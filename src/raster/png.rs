//! Minimal PNG encoder (8-bit RGB, no interlace)

use std::io::Write;

use flate2::Crc;
use flate2::Compression;
use flate2::write::ZlibEncoder;

pub const SIGNATURE: [u8; 8] = [0x89, b'P', b'N', b'G', 0x0D, 0x0A, 0x1A, 0x0A];

/// Color type 2: truecolor
const COLOR_TYPE_RGB: u8 = 2;
/// Scanline filter type 0: none
const FILTER_NONE: u8 = 0;

/// Encode tightly packed RGB rows into a PNG file
pub fn encode_rgb(width: u32, height: u32, rgb: &[u8]) -> std::io::Result<Vec<u8>> {
    let stride = width as usize * 3;
    debug_assert_eq!(rgb.len(), stride * height as usize);

    let mut ihdr = Vec::with_capacity(13);
    ihdr.extend_from_slice(&width.to_be_bytes());
    ihdr.extend_from_slice(&height.to_be_bytes());
    ihdr.extend_from_slice(&[8, COLOR_TYPE_RGB, 0, 0, 0]);

    let mut zlib = ZlibEncoder::new(Vec::new(), Compression::default());
    for row in rgb.chunks(stride) {
        zlib.write_all(&[FILTER_NONE])?;
        zlib.write_all(row)?;
    }
    let idat = zlib.finish()?;

    let mut out = Vec::with_capacity(SIGNATURE.len() + idat.len() + 64);
    out.extend_from_slice(&SIGNATURE);
    write_chunk(&mut out, b"IHDR", &ihdr);
    write_chunk(&mut out, b"IDAT", &idat);
    write_chunk(&mut out, b"IEND", &[]);
    Ok(out)
}

fn write_chunk(out: &mut Vec<u8>, kind: &[u8; 4], data: &[u8]) {
    out.extend_from_slice(&(data.len() as u32).to_be_bytes());
    out.extend_from_slice(kind);
    out.extend_from_slice(data);

    let mut crc = Crc::new();
    crc.update(kind);
    crc.update(data);
    out.extend_from_slice(&crc.sum().to_be_bytes());
}

#[cfg(test)]
mod tests {
    use super::*;
    use std::io::Read;

    #[test]
    fn test_iend_chunk_crc() {
        // IEND has a fixed, well-known CRC
        let png = encode_rgb(1, 1, &[0, 0, 0]).unwrap();
        let tail = &png[png.len() - 12..];
        assert_eq!(tail, &[0, 0, 0, 0, b'I', b'E', b'N', b'D', 0xAE, 0x42, 0x60, 0x82]);
    }

    #[test]
    fn test_header_fields() {
        let png = encode_rgb(3, 2, &[255; 18]).unwrap();
        assert_eq!(&png[..8], &SIGNATURE);
        assert_eq!(&png[12..16], b"IHDR");
        assert_eq!(u32::from_be_bytes(png[16..20].try_into().unwrap()), 3);
        assert_eq!(u32::from_be_bytes(png[20..24].try_into().unwrap()), 2);
        assert_eq!(png[24], 8);
        assert_eq!(png[25], COLOR_TYPE_RGB);
    }

    #[test]
    fn test_idat_inflates_to_filtered_rows() {
        let rgb = [1, 2, 3, 4, 5, 6];
        let png = encode_rgb(1, 2, &rgb).unwrap();

        // IHDR chunk spans bytes 8..33, IDAT follows
        let len = u32::from_be_bytes(png[33..37].try_into().unwrap()) as usize;
        assert_eq!(&png[37..41], b"IDAT");
        let mut raw = Vec::new();
        flate2::read::ZlibDecoder::new(&png[41..41 + len])
            .read_to_end(&mut raw)
            .unwrap();
        assert_eq!(raw, vec![0, 1, 2, 3, 0, 4, 5, 6]);
    }
}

## Exercise details
Here the job is to restate all of the data word for word.

## Reply
filename src/raster/png.rs
//! Minimal PNG encoder (8-bit RGB, no interlace)

use std::io::Write;

use flate2::Crc;
use flate2::Compression;
use flate2::write::ZlibEncoder;

pub const SIGNATURE: [u8; 8] = [0x89, b'P', b'N', b'G', 0x0D, 0x0A, 0x1A, 0x0A];

/// Color type 2: truecolor
const COLOR_TYPE_RGB: u8 = 2;
/// Scanline filter type 0: none
const FILTER_NONE: u8 = 0;

/// Encode tightly packed RGB rows into a PNG file
pub fn encode_rgb(width: u32, height: u32, rgb: &[u8]) -> std::io::Result<Vec<u8>> {
    let stride = width as usize * 3;
    debug_assert_eq!(rgb.len(), stride * height as usize);

    let mut ihdr = Vec::with_capacity(13);
    ihdr.extend_from_slice(&width.to_be_bytes());
    ihdr.extend_from_slice(&height.to_be_bytes());
    ihdr.extend_from_slice(&[8, COLOR_TYPE_RGB, 0, 0, 0]);

    let mut zlib = ZlibEncoder::new(Vec::new(), Compression::default());
    for row in rgb.chunks(stride) {
        zlib.write_all(&[FILTER_NONE])?;
        zlib.write_all(row)?;
    }
    let idat = zlib.finish()?;

    let mut out = Vec::with_capacity(SIGNATURE.len() + idat.len() + 64);
    out.extend_from_slice(&SIGNATURE);
    write_chunk(&mut out, b"IHDR", &ihdr);
    write_chunk(&mut out, b"IDAT", &idat);
    write_chunk(&mut out, b"IEND", &[]);
    Ok(out)
}

fn write_chunk(out: &mut Vec<u8>, kind: &[u8; 4], data: &[u8]) {
    out.extend_from_slice(&(data.len() as u32).to_be_bytes());
    out.extend_from_slice(kind);
    out.extend_from_slice(data);

    let mut crc = Crc::new();
    crc.update(kind);
    crc.update(data);
    out.extend_from_slice(&crc.sum().to_be_bytes());
}

#[cfg(test)]
mod tests {
    use super::*;
    use std::io::Read;

    #[test]
    fn test_iend_chunk_crc() {
        // IEND has a fixed, well-known CRC
        let png = encode_rgb(1, 1, &[0, 0, 0]).unwrap();
        let tail = &png[png.len() - 12..];
        assert_eq!(tail, &[0, 0, 0, 0, b'I', b'E', b'N', b'D', 0xAE, 0x42, 0x60, 0x82]);
    }

    #[test]
    fn test_header_fields() {
        let png = encode_rgb(3, 2, &[255; 18]).unwrap();
        assert_eq!(&png[..8], &SIGNATURE);
        assert_eq!(&png[12..16], b"IHDR");
        assert_eq!(u32::from_be_bytes(png[16..20].try_into().unwrap()), 3);
        assert_eq!(u32::from_be_bytes(png[20..24].try_into().unwrap()), 2);
        assert_eq!(png[24], 8);
        assert_eq!(png[25], COLOR_TYPE_RGB);
    }

    #[test]
    fn test_idat_inflates_to_filtered_rows() {
        let rgb = [1, 2, 3, 4, 5, 6];
        let png = encode_rgb(1, 2, &rgb).unwrap();

        // IHDR chunk spans bytes 8..33, IDAT follows
        let len = u32::from_be_bytes(png[33..37].try_into().unwrap()) as usize;
        assert_eq!(&png[37..41], b"IDAT");
        let mut raw = Vec::new();
        flate2::read::ZlibDecoder::new(&png[41..41 + len])
            .read_to_end(&mut raw)
            .unwrap();
        assert_eq!(raw, vec![0, 1, 2, 3, 0, 4, 5, 6]);
    }
}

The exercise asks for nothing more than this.